//! Frame Check Sequence calculation for IMB payloads.
//!
//! The FCS is an 11-bit CRC with generator polynomial `0xF35` and initial
//! value `0x7FF`, computed MSB first over the 102 payload bits. The payload is
//! carried in 13 bytes, so the two most significant bits of the first byte
//! are not part of the checksum window.

#[cfg(feature = "crc-table")]
use crc::{Algorithm, Crc};

/// Number of bytes carrying the binary payload.
pub const PAYLOAD_BYTES: usize = 13;

/// Generator polynomial, including the implicit x^11 term.
pub const GENERATOR_POLYNOMIAL: u16 = 0x0F35;

/// Initial register value.
pub const FCS_INITIAL: u16 = 0x07FF;

/// Mask covering the 11 FCS bits.
pub const FCS_MASK: u16 = 0x07FF;

const TOP_BIT: u16 = 0x0400;

/// Bits of the first payload byte that take part in the checksum.
pub const FIRST_BYTE_MASK: u8 = 0x3F;

/// Table-driven equivalent of the bitwise FCS.
///
/// Applied to the payload with the two excluded bits cleared. The initial
/// value is the register state that turns into `0x7FF` after clocking in two
/// zero bits, which accounts for the excluded bits.
#[cfg(feature = "crc-table")]
pub const CRC_11_USPS_IMB: Algorithm<u16> = Algorithm {
    width: 11,
    poly: GENERATOR_POLYNOMIAL & FCS_MASK,
    init: 0x05A8,
    refin: false,
    refout: false,
    xorout: 0x0000,
    check: 0x042F,
    residue: 0x0000,
};

/// IMB CRC-11 instance.
#[cfg(feature = "crc-table")]
pub const USPS_IMB: Crc<u16> = Crc::<u16>::new(&CRC_11_USPS_IMB);

/// Computes the FCS of a 13-byte payload.
///
/// # Examples
///
/// ```rust
/// use usps_imb::fcs::frame_check_sequence;
///
/// assert_eq!(frame_check_sequence(&[0u8; 13]), 0x6E0);
/// ```
#[cfg(feature = "crc-table")]
pub fn frame_check_sequence(payload: &[u8; PAYLOAD_BYTES]) -> u16 {
    let mut bytes = *payload;
    bytes[0] &= FIRST_BYTE_MASK;
    USPS_IMB.checksum(&bytes)
}

/// Computes the FCS of a 13-byte payload.
#[cfg(not(feature = "crc-table"))]
pub fn frame_check_sequence(payload: &[u8; PAYLOAD_BYTES]) -> u16 {
    frame_check_sequence_bitwise(payload)
}

/// Bit-by-bit FCS, the reference form of the checksum.
pub fn frame_check_sequence_bitwise(payload: &[u8; PAYLOAD_BYTES]) -> u16 {
    let mut fcs = FCS_INITIAL;

    // skip the two most significant bits of the first byte
    let mut data = u16::from(payload[0]) << 5;
    for _ in 2..8 {
        fcs = clock(fcs, data);
        data <<= 1;
    }

    for &byte in &payload[1..] {
        let mut data = u16::from(byte) << 3;
        for _ in 0..8 {
            fcs = clock(fcs, data);
            data <<= 1;
        }
    }

    fcs
}

#[inline]
fn clock(fcs: u16, data: u16) -> u16 {
    let shifted = if (fcs ^ data) & TOP_BIT != 0 {
        (fcs << 1) ^ GENERATOR_POLYNOMIAL
    } else {
        fcs << 1
    };
    shifted & FCS_MASK
}

/// Whether the FCS bit folded into the last codeword (bit 10) is set.
pub fn high_bit(fcs: u16) -> bool {
    fcs >> 10 == 1
}
//! Payload encoding: from tracking and routing fields to the ten characters.
//!
//! The routing code and tracking number are merged into a single integer of
//! at most 102 bits. That integer is carried as a 13-byte [`BinaryPayload`],
//! checksummed, and split by mixed-radix division into ten codewords which
//! are looked up in the N-of-13 tables.

use data_encoding::HEXUPPER;
use tracing::trace;

use crate::bignum::BigNumber;
use crate::error::ArithmeticError;
use crate::fcs::{self, FIRST_BYTE_MASK, PAYLOAD_BYTES};
use crate::tables::{CHARACTER_MASK, CODEWORD_SPACE, character_for_codeword};
use crate::types::{RoutingCode, TrackingNumber};

/// Number of significant payload bits.
pub const PAYLOAD_BITS: u64 = 102;

/// Number of codewords and characters.
pub const CODEWORD_COUNT: usize = 10;

/// Radix of the least significant codeword.
pub const FIRST_CODEWORD_RADIX: u32 = 636;

/// Radix of codewords 1-8.
pub const CODEWORD_RADIX: u32 = 1365;

/// Added to the last codeword when FCS bit 10 is set.
pub const FCS_CODEWORD_OFFSET: u16 = 659;

/// 10^18, the weight of the 18 trailing tracking digits.
const TRACKING_TAIL_SCALE: u64 = 1_000_000_000_000_000_000;

/// FCS bit that selects complementing of the first character.
const FIRST_CHARACTER_FCS_BIT: u16 = 0x200;

/// Ten codeword values, least significant first.
pub type Codewords = [u16; CODEWORD_COUNT];

/// Ten 13-bit characters in bar-mapping order.
pub type Characters = [u16; CODEWORD_COUNT];

/// Merges the routing code and tracking number into one integer.
///
/// Equivalent to appending tracking digits 2-19 to the decimal rendering
/// of `(offset * 10 + digit0) * 5 + digit1`.
pub fn merge(tracking: &TrackingNumber, routing: &RoutingCode) -> BigNumber {
    let digits = tracking.digits();
    BigNumber::from(routing.offset())
        .mul_add(10, u64::from(digits[0]))
        .mul_add(5, u64::from(digits[1]))
        .mul_add(TRACKING_TAIL_SCALE, tracking.tail())
}

/// The merged value as 13 big-endian bytes.
#[derive(Debug, Clone, Copy, PartialEq, Eq, Hash)]
pub struct BinaryPayload([u8; PAYLOAD_BYTES]);

impl BinaryPayload {
    /// Merges the input fields into a payload.
    pub fn new(tracking: &TrackingNumber, routing: &RoutingCode) -> Result<Self, ArithmeticError> {
        Self::from_number(&merge(tracking, routing))
    }

    /// Renders `value` as a payload, failing if it needs more than 13 bytes.
    pub fn from_number(value: &BigNumber) -> Result<Self, ArithmeticError> {
        Ok(BinaryPayload(value.to_be_bytes_padded()?))
    }

    /// The raw payload bytes.
    pub fn as_bytes(&self) -> &[u8; PAYLOAD_BYTES] {
        &self.0
    }

    /// The payload as 26 uppercase hexadecimal digits.
    pub fn to_hex(&self) -> String {
        HEXUPPER.encode(&self.0)
    }

    /// Frame check sequence over the payload.
    pub fn frame_check_sequence(&self) -> u16 {
        fcs::frame_check_sequence(&self.0)
    }

    /// The 102-bit value, with the two excess bits of the first byte cleared.
    pub fn truncated(&self) -> BigNumber {
        let mut bytes = self.0;
        bytes[0] &= FIRST_BYTE_MASK;
        BigNumber::from_be_bytes(&bytes)
    }

    /// Splits the payload into codewords, folding in FCS bit 10.
    pub fn codewords(&self, fcs: u16) -> Result<Codewords, ArithmeticError> {
        codewords(self.truncated(), fcs)
    }
}

/// Splits a 102-bit value into ten codewords.
///
/// Codeword 0 is twice the value modulo 636, codewords 1-8 are successive
/// remainders modulo 1365, and codeword 9 is what is left, plus 659 when
/// the FCS high bit is set.
pub fn codewords(value: BigNumber, fcs: u16) -> Result<Codewords, ArithmeticError> {
    if value.bits() > PAYLOAD_BITS {
        return Err(ArithmeticError::ValueOutOfRange {
            what: "binary payload",
            value: value.to_hex(),
        });
    }

    let mut data = value;
    let mut codewords = [0u16; CODEWORD_COUNT];

    codewords[0] = (data.div_rem_u32(FIRST_CODEWORD_RADIX)? * 2) as u16;
    for codeword in &mut codewords[1..CODEWORD_COUNT - 1] {
        *codeword = data.div_rem_u32(CODEWORD_RADIX)? as u16;
    }

    let mut last = data.to_u32()?;
    if fcs::high_bit(fcs) {
        last += u32::from(FCS_CODEWORD_OFFSET);
    }
    if last as usize >= CODEWORD_SPACE {
        return Err(ArithmeticError::ValueOutOfRange {
            what: "last codeword",
            value: last.to_string(),
        });
    }
    codewords[CODEWORD_COUNT - 1] = last as u16;

    trace!(?codewords, "split payload into codewords");
    Ok(codewords)
}

/// Maps codewords to characters.
///
/// Character `i` is complemented within 13 bits when FCS bit `9 - i` is set,
/// and the resulting sequence is reversed.
pub fn characters(codewords: &Codewords, fcs: u16) -> Result<Characters, ArithmeticError> {
    let mut characters = [0u16; CODEWORD_COUNT];

    for (index, (character, &codeword)) in characters.iter_mut().zip(codewords).enumerate() {
        let mut value = character_for_codeword(codeword)?;
        if fcs & (FIRST_CHARACTER_FCS_BIT >> index) != 0 {
            value ^= CHARACTER_MASK;
        }
        *character = value;
    }

    characters.reverse();
    trace!(?characters, "mapped codewords to characters");
    Ok(characters)
}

- [Required action]
What lines in the records above include the string "BigNumber"? Copy each one.

- [Result below]
use crate::bignum::BigNumber;
pub fn merge(tracking: &TrackingNumber, routing: &RoutingCode) -> BigNumber {
    BigNumber::from(routing.offset())
    pub fn from_number(value: &BigNumber) -> Result<Self, ArithmeticError> {
    pub fn truncated(&self) -> BigNumber {
        BigNumber::from_be_bytes(&bytes)
pub fn codewords(value: BigNumber, fcs: u16) -> Result<Codewords, ArithmeticError> {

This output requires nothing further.